Charles Henry Harpole is a scholar of cinema and mass communications and a filmmaker. He received his doctorate from New York University and has taught at the University of Georgia, New York University, the New School, Southern Illinois University, the University of Texas at Dallas, Ohio State University, the University of Central Florida, and Mahidol University.

He was chairperson of the Cinema and Photography Department at Ohio State University and was founding Head of the Film School at U. C. F. He was recruited to Thailand to start the film, television, and animation B.A. program at Mahidol University (co-sponsored by Kantana studios). Harpole retired from Mahidol University in September 2011.

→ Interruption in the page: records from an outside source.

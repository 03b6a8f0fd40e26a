use std::mem;

use tokio::sync::mpsc;
use tokio::task::AbortHandle;
use tracing::{debug, warn};

use crate::document::{DocumentSession, PageJobs};
use crate::error::RenderError;
use crate::{same_scale, RasterSurface, TextOverlay};

#[derive(Debug, Clone, Copy, PartialEq, Eq)]
pub enum SlotStatus {
    Empty,
    Loading,
    Rendered,
}

enum SlotState {
    Empty,
    Loading {
        scale: f32,
        jobs: [AbortHandle; 2],
    },
    Rendered {
        scale: f32,
        raster: RasterSurface,
        text: TextOverlay,
    },
}

/// Render state of one page. Raster and text exist only while `Rendered`.
pub struct PageSlot {
    page_number: usize,
    generation: u64,
    state: SlotState,
}

impl PageSlot {
    fn new(page_number: usize) -> Self {
        Self {
            page_number,
            generation: 0,
            state: SlotState::Empty,
        }
    }

    pub fn page_number(&self) -> usize {
        self.page_number
    }

    pub fn generation(&self) -> u64 {
        self.generation
    }

    pub fn status(&self) -> SlotStatus {
        match self.state {
            SlotState::Empty => SlotStatus::Empty,
            SlotState::Loading { .. } => SlotStatus::Loading,
            SlotState::Rendered { .. } => SlotStatus::Rendered,
        }
    }

    pub fn scale(&self) -> Option<f32> {
        match self.state {
            SlotState::Empty => None,
            SlotState::Loading { scale, .. } | SlotState::Rendered { scale, .. } => Some(scale),
        }
    }

    pub fn raster(&self) -> Option<&RasterSurface> {
        match &self.state {
            SlotState::Rendered { raster, .. } => Some(raster),
            _ => None,
        }
    }

    pub fn text_overlay(&self) -> Option<&TextOverlay> {
        match &self.state {
            SlotState::Rendered { text, .. } => Some(text),
            _ => None,
        }
    }

    /// Loading or Rendered at `scale`.
    pub fn is_current(&self, scale: f32) -> bool {
        self.scale().is_some_and(|own| same_scale(own, scale))
    }

    fn clear(&mut self) -> bool {
        match mem::replace(&mut self.state, SlotState::Empty) {
            SlotState::Empty => false,
            SlotState::Loading { jobs, .. } => {
                self.generation += 1;
                for job in jobs {
                    job.abort();
                }
                true
            }
            SlotState::Rendered { .. } => true,
        }
    }
}

/// Result of one render, tagged with the generation it was started under.
pub struct RenderCompletion {
    page: usize,
    generation: u64,
    scale: f32,
    result: Result<(RasterSurface, TextOverlay), RenderError>,
}

impl RenderCompletion {
    pub fn page(&self) -> usize {
        self.page
    }

    pub fn generation(&self) -> u64 {
        self.generation
    }

    pub fn scale(&self) -> f32 {
        self.scale
    }
}

#[derive(Debug, Clone, Copy, PartialEq, Eq)]
pub enum RenderOutcome {
    Started { generation: u64 },
    Unchanged,
    Committed { page: usize },
    Stale { page: usize },
    Cancelled { page: usize },
}

pub struct PageSlotController {
    slots: Vec<PageSlot>,
    completions_tx: mpsc::UnboundedSender<RenderCompletion>,
    completions_rx: mpsc::UnboundedReceiver<RenderCompletion>,
}

impl PageSlotController {
    pub fn new(page_count: usize) -> Self {
        let (completions_tx, completions_rx) = mpsc::unbounded_channel();
        Self {
            slots: (1..=page_count).map(PageSlot::new).collect(),
            completions_tx,
            completions_rx,
        }
    }

    pub fn page_count(&self) -> usize {
        self.slots.len()
    }

    pub fn slot(&self, page_number: usize) -> Option<&PageSlot> {
        page_number
            .checked_sub(1)
            .and_then(|index| self.slots.get(index))
    }

    fn slot_mut(&mut self, page_number: usize) -> Option<&mut PageSlot> {
        page_number
            .checked_sub(1)
            .and_then(|index| self.slots.get_mut(index))
    }

    pub fn status(&self, page_number: usize) -> SlotStatus {
        self.slot(page_number)
            .map_or(SlotStatus::Empty, PageSlot::status)
    }

    /// Pages whose status is not `Empty`, ascending.
    pub fn active_pages(&self) -> Vec<usize> {
        self.slots
            .iter()
            .filter(|slot| slot.status() != SlotStatus::Empty)
            .map(PageSlot::page_number)
            .collect()
    }

    pub fn has_in_flight(&self) -> bool {
        self.slots
            .iter()
            .any(|slot| slot.status() == SlotStatus::Loading)
    }

    pub fn resident_bytes(&self) -> usize {
        self.slots
            .iter()
            .filter_map(PageSlot::raster)
            .map(RasterSurface::byte_len)
            .sum()
    }

    /// Starts rendering `page_number` at `scale` unless the slot is already
    /// loading or rendered at that scale. Any previous content or in-flight
    /// work on the slot is released first.
    pub fn render(
        &mut self,
        session: &DocumentSession,
        page_number: usize,
        scale: f32,
    ) -> Result<RenderOutcome, RenderError> {
        let page_count = self.slots.len();
        let tx = self.completions_tx.clone();
        let slot = self
            .slot_mut(page_number)
            .ok_or(RenderError::OutOfRange {
                page: page_number,
                page_count,
            })?;
        if slot.is_current(scale) {
            return Ok(RenderOutcome::Unchanged);
        }
        slot.clear();

        let jobs = session.get_page(page_number, scale)?;
        slot.generation += 1;
        let generation = slot.generation;
        slot.state = SlotState::Loading {
            scale,
            jobs: jobs.abort_handles(),
        };
        debug!(page = page_number, generation, scale, "render started");

        tokio::spawn(async move {
            let PageJobs { raster, text } = jobs;
            let (raster, text) = tokio::join!(raster, text);
            let result = raster.and_then(|raster| text.map(|text| (raster, text)));
            let _ = tx.send(RenderCompletion {
                page: page_number,
                generation,
                scale,
                result,
            });
        });

        Ok(RenderOutcome::Started { generation })
    }

    /// Commits a completion if its generation is still live. Stale results
    /// are dropped on the spot. A failed render leaves the slot `Empty`.
    pub fn apply(&mut self, completion: RenderCompletion) -> Result<RenderOutcome, RenderError> {
        let RenderCompletion {
            page,
            generation,
            scale,
            result,
        } = completion;
        let Some(slot) = self.slot_mut(page) else {
            return Ok(RenderOutcome::Stale { page });
        };
        let live = matches!(slot.state, SlotState::Loading { .. }) && slot.generation == generation;
        if !live {
            debug!(page, generation, live = slot.generation, "discarding stale render");
            return Ok(RenderOutcome::Stale { page });
        }

        match result {
            Ok((raster, text)) => {
                slot.state = SlotState::Rendered {
                    scale,
                    raster,
                    text,
                };
                debug!(page, generation, "render committed");
                Ok(RenderOutcome::Committed { page })
            }
            Err(err) if err.is_cancelled() => {
                slot.state = SlotState::Empty;
                Ok(RenderOutcome::Cancelled { page })
            }
            Err(err) => {
                slot.state = SlotState::Empty;
                warn!(page, error = %err, "page render failed");
                Err(err)
            }
        }
    }

    /// Frees the slot's content and invalidates in-flight work. Safe on
    /// any page, including `Empty` and out-of-range ones.
    pub fn release(&mut self, page_number: usize) -> bool {
        let released = self
            .slot_mut(page_number)
            .is_some_and(|slot| slot.clear());
        if released {
            debug!(page = page_number, "slot released");
        }
        released
    }

    pub fn release_all(&mut self) -> Vec<usize> {
        let pages = self.active_pages();
        for page in &pages {
            self.release(*page);
        }
        pages
    }

    pub async fn next_completion(&mut self) -> Option<RenderCompletion> {
        self.completions_rx.recv().await
    }

    pub fn try_next_completion(&mut self) -> Option<RenderCompletion> {
        self.completions_rx.try_recv().ok()
    }
}

impl Drop for PageSlotController {
    fn drop(&mut self) {
        for slot in &mut self.slots {
            slot.clear();
        }
    }
}

#[cfg(test)]
mod tests {
    use super::*;
    use crate::fake::FakeProvider;

    async fn open(provider: &FakeProvider) -> DocumentSession {
        DocumentSession::open(provider, "doc.pdf").await.unwrap()
    }

    async fn apply_next(slots: &mut PageSlotController) -> Result<RenderOutcome, RenderError> {
        let completion = slots.next_completion().await.unwrap();
        slots.apply(completion)
    }

    #[tokio::test]
    async fn render_commits_raster_and_text() {
        let provider = FakeProvider::new(5);
        let session = open(&provider).await;
        let mut slots = PageSlotController::new(5);

        let outcome = slots.render(&session, 2, 1.5).unwrap();
        assert_eq!(outcome, RenderOutcome::Started { generation: 1 });
        assert_eq!(slots.status(2), SlotStatus::Loading);
        assert!(slots.slot(2).unwrap().raster().is_none());

        assert_eq!(
            apply_next(&mut slots).await.unwrap(),
            RenderOutcome::Committed { page: 2 }
        );
        let slot = slots.slot(2).unwrap();
        assert_eq!(slot.status(), SlotStatus::Rendered);
        assert_eq!(slot.scale(), Some(1.5));
        let raster = slot.raster().unwrap();
        assert_eq!((raster.width, raster.height), (150, 225));
        assert_eq!(slot.text_overlay().unwrap().plain_text(), "page 2");
        assert!(!slots.has_in_flight());
    }

    #[tokio::test]
    async fn render_at_current_scale_is_noop() {
        let provider = FakeProvider::new(5);
        let session = open(&provider).await;
        let mut slots = PageSlotController::new(5);

        slots.render(&session, 1, 1.0).unwrap();
        assert_eq!(
            slots.render(&session, 1, 1.0).unwrap(),
            RenderOutcome::Unchanged
        );
        apply_next(&mut slots).await.unwrap();
        assert_eq!(
            slots.render(&session, 1, 1.0).unwrap(),
            RenderOutcome::Unchanged
        );
        assert_eq!(slots.slot(1).unwrap().generation(), 1);
    }

    #[tokio::test]
    async fn older_completion_arriving_late_is_discarded() {
        let provider = FakeProvider::new(5);
        let session = open(&provider).await;
        let mut slots = PageSlotController::new(5);

        slots.render(&session, 3, 1.0).unwrap();
        let first = slots.next_completion().await.unwrap();
        assert!(first.result.is_ok());
        assert_eq!(first.page(), 3);
        assert_eq!(first.generation(), 1);
        assert_eq!(first.scale(), 1.0);

        slots.render(&session, 3, 2.0).unwrap();
        assert_eq!(
            slots.apply(first).unwrap(),
            RenderOutcome::Stale { page: 3 }
        );
        assert_eq!(slots.status(3), SlotStatus::Loading);

        assert_eq!(
            apply_next(&mut slots).await.unwrap(),
            RenderOutcome::Committed { page: 3 }
        );
        let slot = slots.slot(3).unwrap();
        assert_eq!(slot.scale(), Some(2.0));
        assert_eq!(slot.raster().unwrap().width, 200);
    }

    #[tokio::test]
    async fn superseded_render_never_mutates_slot() {
        let provider = FakeProvider::new(5);
        provider.hold(3, 1.0);
        let session = open(&provider).await;
        let mut slots = PageSlotController::new(5);

        slots.render(&session, 3, 1.0).unwrap();
        slots.render(&session, 3, 2.0).unwrap();
        provider.release(3, 1.0);

        let mut outcomes = Vec::new();
        for _ in 0..2 {
            outcomes.push(apply_next(&mut slots).await.unwrap());
        }
        assert!(outcomes.contains(&RenderOutcome::Stale { page: 3 }));
        assert!(outcomes.contains(&RenderOutcome::Committed { page: 3 }));

        let slot = slots.slot(3).unwrap();
        assert_eq!(slot.status(), SlotStatus::Rendered);
        assert_eq!(slot.scale(), Some(2.0));
        assert_eq!(slot.raster().unwrap().width, 200);
    }

    #[tokio::test]
    async fn release_is_idempotent() {
        let provider = FakeProvider::new(5);
        let session = open(&provider).await;
        let mut slots = PageSlotController::new(5);

        assert!(!slots.release(4));
        assert!(!slots.release(4));
        assert!(!slots.release(99));
        assert_eq!(slots.status(4), SlotStatus::Empty);

        slots.render(&session, 4, 1.0).unwrap();
        apply_next(&mut slots).await.unwrap();
        assert!(slots.release(4));
        assert!(!slots.release(4));
        assert_eq!(slots.status(4), SlotStatus::Empty);
        assert!(slots.slot(4).unwrap().raster().is_none());
        assert_eq!(slots.resident_bytes(), 0);
    }

    #[tokio::test]
    async fn releasing_loading_slot_invalidates_completion() {
        let provider = FakeProvider::new(5);
        provider.hold(1, 1.0);
        let session = open(&provider).await;
        let mut slots = PageSlotController::new(5);

        slots.render(&session, 1, 1.0).unwrap();
        let generation = slots.slot(1).unwrap().generation();
        assert!(slots.release(1));
        assert!(slots.slot(1).unwrap().generation() > generation);

        assert_eq!(
            apply_next(&mut slots).await.unwrap(),
            RenderOutcome::Stale { page: 1 }
        );
        assert_eq!(slots.status(1), SlotStatus::Empty);
    }

    #[tokio::test]
    async fn failed_render_resets_slot_for_retry() {
        let provider = FakeProvider::new(5);
        provider.fail(2);
        let session = open(&provider).await;
        let mut slots = PageSlotController::new(5);

        slots.render(&session, 2, 1.0).unwrap();
        let err = apply_next(&mut slots).await.unwrap_err();
        assert_eq!(err.page(), 2);
        assert!(matches!(err, RenderError::Decoder { .. }));
        assert_eq!(slots.status(2), SlotStatus::Empty);

        provider.heal(2);
        slots.render(&session, 2, 1.0).unwrap();
        assert_eq!(
            apply_next(&mut slots).await.unwrap(),
            RenderOutcome::Committed { page: 2 }
        );
    }

    #[tokio::test]
    async fn render_out_of_range_is_rejected() {
        let provider = FakeProvider::new(5);
        let session = open(&provider).await;
        let mut slots = PageSlotController::new(5);
        assert!(matches!(
            slots.render(&session, 6, 1.0),
            Err(RenderError::OutOfRange { page: 6, .. })
        ));
        assert!(!slots.has_in_flight());
    }

    #[tokio::test]
    async fn resident_bytes_tracks_rendered_rasters() {
        let provider = FakeProvider::new(5);
        let session = open(&provider).await;
        let mut slots = PageSlotController::new(5);

        slots.render(&session, 1, 1.0).unwrap();
        slots.render(&session, 2, 1.0).unwrap();
        apply_next(&mut slots).await.unwrap();
        apply_next(&mut slots).await.unwrap();
        assert_eq!(slots.resident_bytes(), 2 * 100 * 150 * 4);
        assert_eq!(slots.release_all(), vec![1, 2]);
        assert_eq!(slots.resident_bytes(), 0);
    }
}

Harpole founded and led the Cinema History Project which created a ten-volume "History of American Cinema" book series, published by Charles Scribner Sons and by the University of California Press, and held in over 600 WorldCat libraries. He is the author of Gradients of Depth in the Cinema Image, published by Arno Press, and producer, director, writer and editor of documentary videos, primarily about Tibetan Buddhism by shooting in India, Nepal, Tibet (China), Bhutan, Thailand, Laos and the USA. He has made programming for the Children's Television Workshop (Sesame Street) and has contributed to MSNBC, BBC, CNN and PBS.

His students include Frederick Marx and Steve James (Hoop Dreams), Milčo Mančevski (Before the Rain), and the creatives who made The Blair Witch Project (including Eduardo Sánchez). Harpole has taught over 11,000 students in his 30+ teaching career. His documentary and entertainment videos are on his YouTube channel, k4vud, including video testimony of Red Chinese atrocities on Tibetans.

Harpole is an amateur radio operator; his call sign is K4VUD.